弁護士会の読書

※本欄の記述はあくまで会員の個人的意見です。

2022年11月 1日

迫りくる核戦争の危機と私たち

社会


(霧山昴)
著者 大久保 賢一 、 出版 あけび書房

 2月に始まったロシアによるウクライナ侵略戦争は、いつ終わるか不明のまま、越年しそうで心配です。このロシアの戦争を前にして、日本も核兵器で武装すべきだとか、アメリカと「核」を共有すべきだとか声高に叫ぶ人々がいます。
 日本が核を持ったら、日本の平和が守れるなんて、ちょっと真面目に考えたら、ありえないことがよく分かるのではないでしょうか。なにしろ、日本は、日本海に面して、たくさんの原子力発電所をもっていますから、そこに通常兵器のミサイルを打ち込まれたら日本はおしまいなのです。
 3.11の福島第一原発は地震による津波被害という自然現象でした。それでも大変な苦労をしているというのに、ミサイルで攻撃された原子力発電所は膨大な放射能を出し続け、もう誰にもそれを止めることができません。
 世界には原子力発電所が434基もあるとのこと。つまり、地球規模で考えて、人類は核戦争を始めてしまったら、この地球上どこにも住むところがないことになるのです。まさしく、「核の冬」は人類を絶滅させます。
 この本の著者は、一貫して核兵器を直ちになくせと主張し、行動してきました。まったくそのとおりです。
 今ひとつの危険は事故によって核戦争が始まりかねないということです。現に、これまで、何回となく核戦争が起きそうになりました。それはあの悪名高い「キューバ危機」だけでなく、本当の事故です。人為的ミスがどうかは別として、核攻撃を告げるアナウンスが間違ってされたことは現に何度もあります。人間がやっていることですから、どうしても間違いは起こりえます。それを防ぐことはできません。これまで、たまたま重大な事故にならなかっただけなのです。
 ロシアの保有核弾頭は4630基で、そのうち1625基が実戦配備されている。
 ロシアは1キロトンの小型核兵器を2000発保有している。
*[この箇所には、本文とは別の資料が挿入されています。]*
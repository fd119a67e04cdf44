//! Type-safe price representation using decimal arithmetic.

use core::fmt;

use rust_decimal::Decimal;
use serde::{Deserialize, Serialize};

/// A price with currency information.
///
/// Serializes as `{"amount": "15.00", "currencyCode": "USD"}`, the shape
/// catalog documents use.
#[derive(Debug, Clone, Copy, PartialEq, Eq, Serialize, Deserialize)]
#[serde(rename_all = "camelCase")]
pub struct Price {
    /// Amount in the currency's standard unit (e.g., dollars, not cents).
    pub amount: Decimal,
    /// ISO 4217 currency code.
    pub currency_code: CurrencyCode,
}

impl Price {
    /// Create a new price.
    #[must_use]
    pub const fn new(amount: Decimal, currency_code: CurrencyCode) -> Self {
        Self {
            amount,
            currency_code,
        }
    }

    /// A zero amount in the given currency.
    #[must_use]
    pub const fn zero(currency_code: CurrencyCode) -> Self {
        Self::new(Decimal::ZERO, currency_code)
    }

    /// This price multiplied by a quantity (a line total), saturating at
    /// the decimal range.
    #[must_use]
    pub fn times(&self, quantity: u32) -> Self {
        Self::new(
            self.amount.saturating_mul(Decimal::from(quantity)),
            self.currency_code,
        )
    }

    /// Format for display (e.g., "1500.00 EGP").
    #[must_use]
    pub fn display(&self) -> String {
        self.to_string()
    }
}

impl fmt::Display for Price {
    fn fmt(&self, f: &mut fmt::Formatter<'_>) -> fmt::Result {
        let rounded = self.amount.round_dp(2);
        write!(f, "{rounded:.2} {}", self.currency_code.code())
    }
}

/// ISO 4217 currency codes.
#[derive(Debug, Clone, Copy, PartialEq, Eq, Hash, Serialize, Deserialize, Default)]
pub enum CurrencyCode {
    #[default]
    USD,
    EUR,
    GBP,
    CAD,
    AUD,
    EGP,
    AED,
    SAR,
}

impl CurrencyCode {
    /// The three-letter ISO code.
    #[must_use]
    pub const fn code(&self) -> &'static str {
        match self {
            Self::USD => "USD",
            Self::EUR => "EUR",
            Self::GBP => "GBP",
            Self::CAD => "CAD",
            Self::AUD => "AUD",
            Self::EGP => "EGP",
            Self::AED => "AED",
            Self::SAR => "SAR",
        }
    }
}

impl std::str::FromStr for CurrencyCode {
    type Err = String;

    fn from_str(s: &str) -> Result<Self, Self::Err> {
        match s.trim().to_ascii_uppercase().as_str() {
            "USD" => Ok(Self::USD),
            "EUR" => Ok(Self::EUR),
            "GBP" => Ok(Self::GBP),
            "CAD" => Ok(Self::CAD),
            "AUD" => Ok(Self::AUD),
            "EGP" => Ok(Self::EGP),
            "AED" => Ok(Self::AED),
            "SAR" => Ok(Self::SAR),
            _ => Err(format!("unsupported currency code: {s}")),
        }
    }
}

#[cfg(test)]
#[allow(clippy::unwrap_used)]
mod tests {
    use super::*;

    #[test]
    fn test_times_is_exact() {
        let unit = Price::new(Decimal::new(3333, 2), CurrencyCode::EGP);
        assert_eq!(unit.times(3).amount, Decimal::new(9999, 2));
    }

    #[test]
    fn test_times_saturates() {
        let unit = Price::new(Decimal::MAX, CurrencyCode::EGP);
        assert_eq!(unit.times(u32::MAX).amount, Decimal::MAX);
    }

    #[test]
    fn test_display_two_decimals() {
        let price = Price::new(Decimal::from(1500), CurrencyCode::EGP);
        assert_eq!(price.display(), "1500.00 EGP");
    }

    #[test]
    fn test_currency_from_str_case_insensitive() {
        assert_eq!("egp".parse::<CurrencyCode>().unwrap(), CurrencyCode::EGP);
        assert!("XYZ".parse::<CurrencyCode>().is_err());
    }

    #[test]
    fn test_serde_shape() {
        let price = Price::new(Decimal::new(1999, 2), CurrencyCode::USD);
        let json = serde_json::to_value(price).unwrap();
        assert_eq!(json["amount"], "19.99");
        assert_eq!(json["currencyCode"], "USD");
    }
}
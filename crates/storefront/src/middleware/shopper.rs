//! Shopper identity extractor.
//!
//! Every request is served on behalf of a shopper. The identity lives in the
//! session; a visitor without one is given a guest id on first use.

use axum::{extract::FromRequestParts, http::request::Parts};
use tower_sessions::Session;
use tracing::Span;

use souq_core::UserId;

use crate::error::{AppError, set_sentry_user};
use crate::models::{CurrentShopper, session_keys};

/// Extractor resolving the current shopper's id.
///
/// # Example
///
/// ```rust,ignore
/// async fn handler(Shopper(user): Shopper) -> impl IntoResponse {
///     format!("Hello, {user}!")
/// }
/// ```
#[derive(Debug)]
pub struct Shopper(pub UserId);

impl<S> FromRequestParts<S> for Shopper
where
    S: Send + Sync,
{
    type Rejection = AppError;

    async fn from_request_parts(parts: &mut Parts, _state: &S) -> Result<Self, Self::Rejection> {
        // Set by SessionManagerLayer
        let session = parts
            .extensions
            .get::<Session>()
            .ok_or_else(|| AppError::Internal("session layer missing".to_string()))?;

        let stored = session
            .get::<CurrentShopper>(session_keys::CURRENT_SHOPPER)
            .await
            .map_err(|e| AppError::Internal(format!("session read failed: {e}")))?;

        let shopper = match stored {
            Some(shopper) => shopper,
            None => {
                let shopper = CurrentShopper::guest();
                set_current_shopper(session, &shopper)
                    .await
                    .map_err(|e| AppError::Internal(format!("session write failed: {e}")))?;
                tracing::debug!(user = %shopper.id, "Minted guest shopper");
                shopper
            }
        };

        Span::current().record("user_id", shopper.id.as_str());
        set_sentry_user(&shopper.id);

        Ok(Self(shopper.id))
    }
}

/// Helper to set the current shopper in the session.
///
/// # Errors
///
/// Returns an error if the session cannot be modified.
pub async fn set_current_shopper(
    session: &Session,
    shopper: &CurrentShopper,
) -> Result<(), tower_sessions::session::Error> {
    session.insert(session_keys::CURRENT_SHOPPER, shopper).await
}
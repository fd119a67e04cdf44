//! Core types for Souq.
//!
//! This module provides type-safe wrappers for common domain concepts.

pub mod id;
pub mod path;
pub mod price;
pub mod status;

pub use id::*;
pub use path::{CollectionPath, DocumentPath, PathError};
pub use price::{CurrencyCode, Price};
pub use status::*;
//! Document store access.
//!
//! # Layout
//!
//! ```text
//! users/{userId}/cart/{productId}        - one cart line per product
//! users/{userId}/favorites/{productId}   - one wishlist entry per product
//! favorites/{userId}/items/{productId}   - legacy wishlist layout (migration source only)
//! {category}/{...}/{subcategory}/{id}    - read-only catalog
//! ```
//!
//! # Implementations
//!
//! - [`MemoryStore`] - process-local, used when no database is configured and in tests
//! - [`PgDocumentStore`] - `PostgreSQL` JSONB rows keyed by (collection, id)
//!
//! Both publish every successful write to a [`ChangeFeed`], which backs the
//! live [`Subscription`]s used by the cart and wishlist event streams.

mod feed;
pub mod layout;
mod memory;
mod postgres;

use std::sync::Arc;

use async_trait::async_trait;
use futures::{Stream, stream};
use serde::de::DeserializeOwned;
use serde_json::{Map, Value};
use thiserror::Error;

use souq_core::{CollectionPath, DocumentPath, PathError};

pub use feed::{ChangeEvent, ChangeFeed, ChangeKind, Subscription};
pub use memory::MemoryStore;
pub use postgres::PgDocumentStore;

/// Errors that can occur when talking to the document store.
#[derive(Debug, Error)]
pub enum StoreError {
    /// A create targeted a key that already holds a document.
    #[error("document already exists: {0}")]
    AlreadyExists(DocumentPath),

    /// An update targeted a missing document.
    #[error("document not found: {0}")]
    NotFound(DocumentPath),

    /// The document body is not a JSON object.
    #[error("document {0} must be a JSON object")]
    NotAnObject(DocumentPath),

    /// A path could not be built.
    #[error("invalid path: {0}")]
    InvalidPath(#[from] PathError),

    /// Encoding or decoding a document failed.
    #[error("serialization error: {0}")]
    Serialization(#[from] serde_json::Error),

    /// Database query failed.
    #[error("database error: {0}")]
    Database(#[from] sqlx::Error),
}

/// A document read from the store.
#[derive(Debug, Clone, PartialEq)]
pub struct Document {
    /// Where the document lives.
    pub path: DocumentPath,
    /// The document body (always a JSON object).
    pub data: Value,
}

impl Document {
    /// The document key.
    #[must_use]
    pub fn id(&self) -> &str {
        self.path.id()
    }

    /// Deserialize the body into a typed value.
    ///
    /// # Errors
    ///
    /// Returns `StoreError::Serialization` if the body does not match `T`.
    pub fn decode<T: DeserializeOwned>(&self) -> Result<T, StoreError> {
        Ok(T::deserialize(&self.data)?)
    }
}

/// Keyed document CRUD plus live collection subscriptions.
///
/// Writes are last-write-wins, except [`DocumentStore::create`], which is an
/// atomic insert-if-absent.
#[async_trait]
pub trait DocumentStore: Send + Sync {
    /// Read a single document.
    async fn get(&self, path: &DocumentPath) -> Result<Option<Document>, StoreError>;

    /// Insert a document, failing with `StoreError::AlreadyExists` if the key is taken.
    async fn create(&self, path: &DocumentPath, data: Value) -> Result<(), StoreError>;

    /// Insert or overwrite a document.
    async fn set(&self, path: &DocumentPath, data: Value) -> Result<(), StoreError>;

    /// Merge top-level fields into an existing document.
    ///
    /// Fails with `StoreError::NotFound` if the document is missing.
    async fn update(&self, path: &DocumentPath, fields: Map<String, Value>)
    -> Result<(), StoreError>;

    /// Delete a document. Deleting a missing document is not an error.
    async fn delete(&self, path: &DocumentPath) -> Result<(), StoreError>;

    /// Read every document directly inside a collection, ordered by key.
    async fn list(&self, collection: &CollectionPath) -> Result<Vec<Document>, StoreError>;

    /// Subscribe to changes of documents directly inside a collection.
    ///
    /// The subscription ends when the returned handle is dropped.
    fn watch(&self, collection: &CollectionPath) -> Subscription;
}

/// Live snapshots of a collection.
///
/// Yields the current contents immediately, then a fresh read after every
/// change. The stream ends when the store shuts down, and dropping it
/// unsubscribes.
pub fn snapshots(
    store: Arc<dyn DocumentStore>,
    collection: CollectionPath,
) -> impl Stream<Item = Result<Vec<Document>, StoreError>> + Send + 'static {
    // Subscribe before the first read so no change falls between the two.
    let subscription = store.watch(&collection);
    stream::unfold(
        (store, collection, subscription, true),
        |(store, collection, mut subscription, initial)| async move {
            if !initial {
                subscription.next().await?;
            }
            let snapshot = store.list(&collection).await;
            Some((snapshot, (store, collection, subscription, false)))
        },
    )
}

/// Reject document bodies that are not JSON objects.
fn ensure_object(path: &DocumentPath, data: &Value) -> Result<(), StoreError> {
    if data.is_object() {
        Ok(())
    } else {
        Err(StoreError::NotAnObject(path.clone()))
    }
}

#[cfg(test)]
#[allow(clippy::unwrap_used)]
mod tests {
    use serde::Deserialize;
    use serde_json::json;

    use super::*;

    #[derive(Debug, Deserialize, PartialEq)]
    struct Line {
        quantity: u32,
    }

    #[test]
    fn test_document_decode() {
        let doc = Document {
            path: DocumentPath::parse("users/u1/cart/p1").unwrap(),
            data: json!({ "quantity": 2 }),
        };
        assert_eq!(doc.id(), "p1");
        assert_eq!(doc.decode::<Line>().unwrap(), Line { quantity: 2 });
    }

    #[test]
    fn test_document_decode_mismatch() {
        let doc = Document {
            path: DocumentPath::parse("users/u1/cart/p1").unwrap(),
            data: json!({ "quantity": "lots" }),
        };
        assert!(matches!(
            doc.decode::<Line>(),
            Err(StoreError::Serialization(_))
        ));
    }

    #[test]
    fn test_ensure_object() {
        let path = DocumentPath::parse("a/b").unwrap();
        assert!(ensure_object(&path, &json!({})).is_ok());
        assert!(matches!(
            ensure_object(&path, &json!([1, 2])),
            Err(StoreError::NotAnObject(_))
        ));
    }

    #[tokio::test]
    async fn test_snapshots_initial_then_on_change() {
        use futures::StreamExt;

        let store = Arc::new(MemoryStore::new());
        let cart = CollectionPath::parse("users/u1/cart").unwrap();
        store
            .set(&cart.doc("p1").unwrap(), json!({ "quantity": 1 }))
            .await
            .unwrap();

        let mut stream = Box::pin(snapshots(store.clone(), cart.clone()));
        let initial = stream.next().await.unwrap().unwrap();
        assert_eq!(initial.len(), 1);

        store
            .set(&cart.doc("p2").unwrap(), json!({ "quantity": 3 }))
            .await
            .unwrap();
        let next = stream.next().await.unwrap().unwrap();
        assert_eq!(next.len(), 2);

        drop(stream);
        assert_eq!(store.feed().subscriber_count(), 0);
    }
}
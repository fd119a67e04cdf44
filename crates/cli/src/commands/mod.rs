//! CLI command implementations.

pub mod favorites;
pub mod identity;
pub mod migrate;
pub mod seed;

use sqlx::PgPool;

use souq_storefront::config::{StorefrontConfig, require_database_url};
use souq_storefront::db;

/// Load configuration and connect to the storefront database.
async fn connect() -> Result<(StorefrontConfig, PgPool), Box<dyn std::error::Error>> {
    let config = StorefrontConfig::from_env()?;
    let database_url = require_database_url(&config)?;

    tracing::info!("Connecting to storefront database...");
    let pool = db::create_pool(&database_url).await?;
    Ok((config, pool))
}
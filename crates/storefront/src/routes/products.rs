//! Product listing handlers.

use std::collections::BTreeMap;

use axum::{
    Json,
    extract::{Query, State},
};
use rust_decimal::Decimal;
use serde::{Deserialize, Serialize};
use tracing::instrument;

use crate::error::{AppError, Result};
use crate::models::Product;
use crate::models::product::decimal_from_value;
use crate::services::FacetFilter;
use crate::services::facets::{AvailabilityFacet, PriceFacet, ValueFacet};
use crate::state::AppState;

/// Listing query string.
///
/// Multi-valued facets are comma separated:
/// `?availability=in_stock&min_price=1000&brand=acme,nike`.
#[derive(Debug, Default, Deserialize)]
pub struct ListingQuery {
    pub availability: Option<String>,
    pub min_price: Option<String>,
    pub max_price: Option<String>,
    pub brand: Option<String>,
    pub size: Option<String>,
    pub color: Option<String>,
}

impl ListingQuery {
    /// Build the equivalent facet filter.
    ///
    /// # Errors
    ///
    /// Returns `AppError::BadRequest` for unknown availability values or
    /// non-numeric prices.
    pub fn to_filter(&self) -> Result<FacetFilter> {
        let availability = match self.availability.as_deref() {
            None => None,
            Some(raw) => {
                let mut facet = AvailabilityFacet::default();
                for value in split_list(raw) {
                    match value {
                        "in_stock" => facet.in_stock = true,
                        "out_of_stock" => facet.out_of_stock = true,
                        other => {
                            return Err(AppError::BadRequest(format!(
                                "unknown availability: {other}"
                            )));
                        }
                    }
                }
                Some(facet)
            }
        };

        let min = parse_price("min_price", self.min_price.as_deref())?;
        let max = parse_price("max_price", self.max_price.as_deref())?;
        let price = (min.is_some() || max.is_some()).then_some(PriceFacet { min, max });

        Ok(FacetFilter {
            availability,
            price,
            brand: self.brand.as_deref().map(selected),
            size: self.size.as_deref().map(selected),
            color: self.color.as_deref().map(selected),
        })
    }
}

fn split_list(raw: &str) -> impl Iterator<Item = &str> {
    raw.split(',').map(str::trim).filter(|s| !s.is_empty())
}

fn selected(raw: &str) -> ValueFacet {
    split_list(raw).map(|value| (value.to_string(), true)).collect()
}

fn parse_price(name: &str, raw: Option<&str>) -> Result<Option<Decimal>> {
    match raw.map(str::trim) {
        None | Some("") => Ok(None),
        Some(value) => decimal_from_value(&serde_json::Value::String(value.to_string()))
            .map(Some)
            .ok_or_else(|| AppError::BadRequest(format!("{name} must be a number"))),
    }
}

/// Product listing response.
#[derive(Debug, Serialize)]
pub struct ProductList {
    pub collection: String,
    pub total: usize,
    pub products: Vec<Product>,
    /// Values present in the unfiltered listing, for building facet inputs.
    pub facets: FacetValues,
}

/// Distinct facet values of a listing.
#[derive(Debug, Default, Serialize)]
pub struct FacetValues {
    pub brand: Vec<String>,
    pub size: Vec<String>,
    pub color: Vec<String>,
}

impl FacetValues {
    fn collect(products: &[Product]) -> Self {
        fn distinct<'a>(values: impl Iterator<Item = &'a String>) -> Vec<String> {
            let mut seen = BTreeMap::new();
            for value in values {
                seen.entry(value.trim().to_lowercase())
                    .or_insert_with(|| value.trim().to_string());
            }
            seen.into_values().collect()
        }

        Self {
            brand: distinct(products.iter().flat_map(|p| &p.brands)),
            size: distinct(products.iter().flat_map(|p| &p.sizes)),
            color: distinct(products.iter().flat_map(|p| &p.colors)),
        }
    }
}

async fn listing(state: &AppState, filter: &FacetFilter) -> Result<ProductList> {
    let catalog = state.catalog();
    let all = catalog.products().await?;
    let products = crate::services::filter_products(&all, filter);

    Ok(ProductList {
        collection: catalog.default_collection().to_string(),
        total: products.len(),
        products,
        facets: FacetValues::collect(&all),
    })
}

/// List products, filtered by the query string.
///
/// GET /products
#[instrument(skip(state))]
pub async fn index(
    State(state): State<AppState>,
    Query(query): Query<ListingQuery>,
) -> Result<Json<ProductList>> {
    let filter = query.to_filter()?;
    Ok(Json(listing(&state, &filter).await?))
}

/// List products, filtered by a JSON facet filter.
///
/// POST /products/filter
#[instrument(skip(state))]
pub async fn filter(
    State(state): State<AppState>,
    Json(filter): Json<FacetFilter>,
) -> Result<Json<ProductList>> {
    Ok(Json(listing(&state, &filter).await?))
}
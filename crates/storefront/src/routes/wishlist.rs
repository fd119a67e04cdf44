//! Wishlist route handlers.

use axum::{
    Json,
    extract::{Path, State},
    http::StatusCode,
    response::IntoResponse,
};
use serde::{Deserialize, Serialize};
use tracing::instrument;

use souq_core::ProductId;

use crate::error::{AppError, Result, add_breadcrumb};
use crate::middleware::Shopper;
use crate::models::{CartItem, FavoriteItem};
use crate::state::AppState;

/// Wishlist request body.
#[derive(Debug, Deserialize)]
#[serde(rename_all = "camelCase")]
pub struct WishlistForm {
    pub product_id: ProductId,
}

/// Favorites with their count.
#[derive(Debug, Serialize)]
pub struct WishlistView {
    pub items: Vec<FavoriteItem>,
    pub count: usize,
}

/// Whether a product is a favorite.
#[derive(Debug, Serialize)]
#[serde(rename_all = "camelCase")]
pub struct FavoriteStatus {
    pub product_id: ProductId,
    pub is_favorite: bool,
}

/// Show the wishlist.
///
/// GET /wishlist
#[instrument(skip(state))]
pub async fn show(
    State(state): State<AppState>,
    Shopper(user): Shopper,
) -> Result<Json<WishlistView>> {
    let items = state.wishlist().get_wishlist_items(&user).await?;
    Ok(Json(WishlistView {
        count: items.len(),
        items,
    }))
}

/// Stream the wishlist as it changes.
///
/// GET /wishlist/events
#[instrument(skip(state))]
pub async fn live(
    State(state): State<AppState>,
    Shopper(user): Shopper,
) -> Result<impl IntoResponse> {
    let snapshots = state.wishlist().watch_wishlist(&user)?;
    Ok(super::live_events("wishlist", snapshots))
}

/// Whether a product is on the wishlist.
///
/// GET /wishlist/{product_id}/status
#[instrument(skip(state))]
pub async fn status(
    State(state): State<AppState>,
    Shopper(user): Shopper,
    Path(product_id): Path<String>,
) -> Result<Json<FavoriteStatus>> {
    let product_id = ProductId::parse(&product_id)
        .map_err(|e| AppError::BadRequest(format!("invalid product id: {e}")))?;
    let is_favorite = state.wishlist().is_favorite(&user, &product_id).await?;
    Ok(Json(FavoriteStatus {
        product_id,
        is_favorite,
    }))
}

/// Add a product to the wishlist.
///
/// POST /wishlist/add
#[instrument(skip(state))]
pub async fn add(
    State(state): State<AppState>,
    Shopper(user): Shopper,
    Json(form): Json<WishlistForm>,
) -> Result<(StatusCode, Json<FavoriteItem>)> {
    let product = state.catalog().find(&form.product_id).await?;
    let item = state.wishlist().add_to_wishlist(&user, &product).await?;
    add_breadcrumb(
        "wishlist",
        "Added to wishlist",
        Some(&[("product_id", form.product_id.as_str())]),
    );
    Ok((StatusCode::CREATED, Json(item)))
}

/// Remove a product from the wishlist.
///
/// POST /wishlist/remove
#[instrument(skip(state))]
pub async fn remove(
    State(state): State<AppState>,
    Shopper(user): Shopper,
    Json(form): Json<WishlistForm>,
) -> Result<StatusCode> {
    state
        .wishlist()
        .remove_from_wishlist(&user, &form.product_id)
        .await?;
    Ok(StatusCode::NO_CONTENT)
}

/// Add the product if absent, remove it if present.
///
/// POST /wishlist/toggle
#[instrument(skip(state))]
pub async fn toggle(
    State(state): State<AppState>,
    Shopper(user): Shopper,
    Json(form): Json<WishlistForm>,
) -> Result<Json<FavoriteStatus>> {
    let product = state.catalog().find(&form.product_id).await?;
    let is_favorite = state.wishlist().toggle_favorite(&user, &product).await?;
    Ok(Json(FavoriteStatus {
        product_id: form.product_id,
        is_favorite,
    }))
}

/// Put a favorite in the cart with quantity one.
///
/// POST /wishlist/move-to-cart
#[instrument(skip(state))]
pub async fn move_to_cart(
    State(state): State<AppState>,
    Shopper(user): Shopper,
    Json(form): Json<WishlistForm>,
) -> Result<(StatusCode, Json<CartItem>)> {
    let item = state.wishlist().move_to_cart(&user, &form.product_id).await?;
    add_breadcrumb(
        "wishlist",
        "Moved to cart",
        Some(&[("product_id", form.product_id.as_str())]),
    );
    Ok((StatusCode::CREATED, Json(item)))
}
//! Shopper identity handlers.

use axum::{Json, extract::State};
use serde::{Deserialize, Serialize};
use tower_sessions::Session;
use tracing::instrument;

use souq_core::UserId;

use crate::error::{AppError, Result, set_sentry_user};
use crate::middleware::{Shopper, set_current_shopper};
use crate::models::CurrentShopper;
use crate::services::IdentityError;
use crate::state::AppState;

/// Identity binding request.
///
/// `signature` is the token the identity provider issued for `user_id`.
#[derive(Debug, Deserialize)]
#[serde(rename_all = "camelCase")]
pub struct IdentityForm {
    pub user_id: String,
    #[serde(default)]
    pub signature: Option<String>,
}

/// The session's shopper.
#[derive(Debug, Serialize)]
#[serde(rename_all = "camelCase")]
pub struct SessionView {
    pub user_id: UserId,
    pub is_guest: bool,
}

impl From<UserId> for SessionView {
    fn from(user_id: UserId) -> Self {
        Self {
            is_guest: user_id.is_guest(),
            user_id,
        }
    }
}

/// Show the current shopper.
///
/// GET /session
#[instrument]
pub async fn show(Shopper(user): Shopper) -> Json<SessionView> {
    Json(user.into())
}

/// Bind the session to a shopper id issued by the identity provider.
///
/// The id must carry a valid signature. Carts and wishlists are keyed by
/// this id from the next request on.
///
/// POST /session/identity
#[instrument(skip(state, session, form), fields(user = %form.user_id))]
pub async fn identify(
    State(state): State<AppState>,
    session: Session,
    Json(form): Json<IdentityForm>,
) -> Result<Json<SessionView>> {
    let verifier = state.identity().ok_or(IdentityError::Disabled)?;
    let id = UserId::parse(&form.user_id)
        .map_err(|e| AppError::BadRequest(format!("invalid user id: {e}")))?;
    let signature = form
        .signature
        .as_deref()
        .filter(|s| !s.trim().is_empty())
        .ok_or(IdentityError::MissingSignature)?;
    if let Err(e) = verifier.verify(&id, signature) {
        tracing::warn!(user = %id, "Rejected identity signature");
        return Err(e.into());
    }

    // Prevent session fixation when the identity changes
    session
        .cycle_id()
        .await
        .map_err(|e| AppError::Internal(format!("session cycle failed: {e}")))?;
    set_current_shopper(&session, &CurrentShopper { id: id.clone() })
        .await
        .map_err(|e| AppError::Internal(format!("session write failed: {e}")))?;

    tracing::Span::current().record("user_id", id.as_str());
    set_sentry_user(&id);
    tracing::info!(user = %id, "Session identity bound");

    Ok(Json(id.into()))
}
//! Security headers middleware.
//!
//! Every response is JSON or an event stream, so the policy denies all
//! embedding and subresource loading.

use axum::{
    extract::Request,
    http::{
        HeaderName, HeaderValue,
        header::{
            CACHE_CONTROL, CONTENT_SECURITY_POLICY, REFERRER_POLICY, X_CONTENT_TYPE_OPTIONS,
            X_FRAME_OPTIONS,
        },
    },
    middleware::Next,
    response::Response,
};

/// Add security headers to all responses.
///
/// Headers applied:
/// - `X-Frame-Options: DENY`
/// - `X-Content-Type-Options: nosniff`
/// - `Referrer-Policy: no-referrer`
/// - `Content-Security-Policy: default-src 'none'; frame-ancestors 'none'`
/// - `Cross-Origin-Resource-Policy: same-origin`
/// - `Cache-Control: no-store` unless the handler set its own
pub async fn security_headers_middleware(request: Request, next: Next) -> Response {
    let mut response = next.run(request).await;
    let headers = response.headers_mut();

    headers.insert(X_FRAME_OPTIONS, HeaderValue::from_static("DENY"));
    headers.insert(X_CONTENT_TYPE_OPTIONS, HeaderValue::from_static("nosniff"));
    headers.insert(REFERRER_POLICY, HeaderValue::from_static("no-referrer"));
    headers.insert(
        CONTENT_SECURITY_POLICY,
        HeaderValue::from_static("default-src 'none'; frame-ancestors 'none'"),
    );
    headers.insert(
        HeaderName::from_static("cross-origin-resource-policy"),
        HeaderValue::from_static("same-origin"),
    );

    // Carts and wishlists are per-shopper
    headers
        .entry(CACHE_CONTROL)
        .or_insert(HeaderValue::from_static("no-store"));

    response
}
//! Canonical paths for per-user collections.

use souq_core::{CollectionPath, DocumentPath, PathError, ProductId, UserId};

/// Top-level users collection.
pub const USERS: &str = "users";
/// Per-user cart subcollection.
pub const CART: &str = "cart";
/// Per-user wishlist subcollection.
pub const FAVORITES: &str = "favorites";
/// Subcollection name used by the legacy `favorites/{userId}/items` layout.
pub const LEGACY_ITEMS: &str = "items";

fn user_collection(user: &UserId, name: &str) -> Result<CollectionPath, PathError> {
    CollectionPath::root(USERS)?
        .doc(user.as_str())?
        .collection(name)
}

/// `users/{userId}/cart`
///
/// # Errors
///
/// Returns an error if the user id is not a valid path segment.
pub fn cart(user: &UserId) -> Result<CollectionPath, PathError> {
    user_collection(user, CART)
}

/// `users/{userId}/cart/{productId}`
///
/// # Errors
///
/// Returns an error if either id is not a valid path segment.
pub fn cart_item(user: &UserId, product: &ProductId) -> Result<DocumentPath, PathError> {
    cart(user)?.doc(product.as_str())
}

/// `users/{userId}/favorites`
///
/// # Errors
///
/// Returns an error if the user id is not a valid path segment.
pub fn favorites(user: &UserId) -> Result<CollectionPath, PathError> {
    user_collection(user, FAVORITES)
}

/// `users/{userId}/favorites/{productId}`
///
/// # Errors
///
/// Returns an error if either id is not a valid path segment.
pub fn favorite_item(user: &UserId, product: &ProductId) -> Result<DocumentPath, PathError> {
    favorites(user)?.doc(product.as_str())
}

/// `favorites/{userId}/items`, the legacy wishlist layout.
///
/// # Errors
///
/// Returns an error if the user id is not a valid path segment.
pub fn legacy_favorites(user: &UserId) -> Result<CollectionPath, PathError> {
    CollectionPath::root(FAVORITES)?
        .doc(user.as_str())?
        .collection(LEGACY_ITEMS)
}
それを前提として、ロシアのプーチン大統領は核兵器をつかうぞと威嚇しているのです。本当に怖いです。
 「平和を望むなら、戦争に備えよ」
 「平和を望むなら、核兵器に依存せよ」
 世界には1万2千発の核弾頭があり、その運搬手段は高速化し、精緻化している。
 ところが、日本政府は相変わらずアメリカの「核の傘」に依存し続けていて、核兵器禁止条約に反対している。アメリカの核抑止力を損なうことになるからというのが理由。おかしな理屈です。
 核兵器は、戦闘のための手段ではない。相手方の力を弱めるための、相手方の敵意をそぐための「国際政治の道具」なのだ。これが核抑止論者の考え方。
 しかし、すでに核抑止論は破綻している。ウクライナはプーチンの核使用の威嚇にもかかわらず、戦闘を続けている。
 核による脅しは、現実には核軍拡競争を激しくしただけ。このように、核兵器によって平和と安全を確保しようとする核抑止論は、理論的に破綻しているというだけではなく、現実的にもその効用が証明されているものでもない。
 地球上に核兵器がもっとも多かったのは1986(昭和61)年で、7万発あった。それが、今では1万3千発に減っている。
 原資爆弾はまさしく「悪魔の兵器」なので、なくすしかない。まったくそのとおりです。
 今、多くの日本国民が物価高に苦しみ、年金の切り下げ、賃金の低下と不安定雇用で先行き不安をかかえているのに、軍事予算の増大に半分以上が賛成しています。先日のJアラート効果は抜群でした。日本政府が苦しい状況に置かれると、そのタイミングで都合よく北朝鮮がミサイルを打ち上げる。このタイミングの良さから、北京で日本政府が内閣官房機密費を原資として「賄賂」を提供しているという噂が消えません。いやあ、先日のJアラート効果は絶大でした...。政府の世論誘導に国民がすっかり乗せられています。
 いま、大いに読まれてほしい一冊です。著者の論文集、講演録を一冊の本にしていますので、重複が多いのが少し残念でした。著者より贈呈を受けました。ありがとうございます。ますますの健筆を祈念します。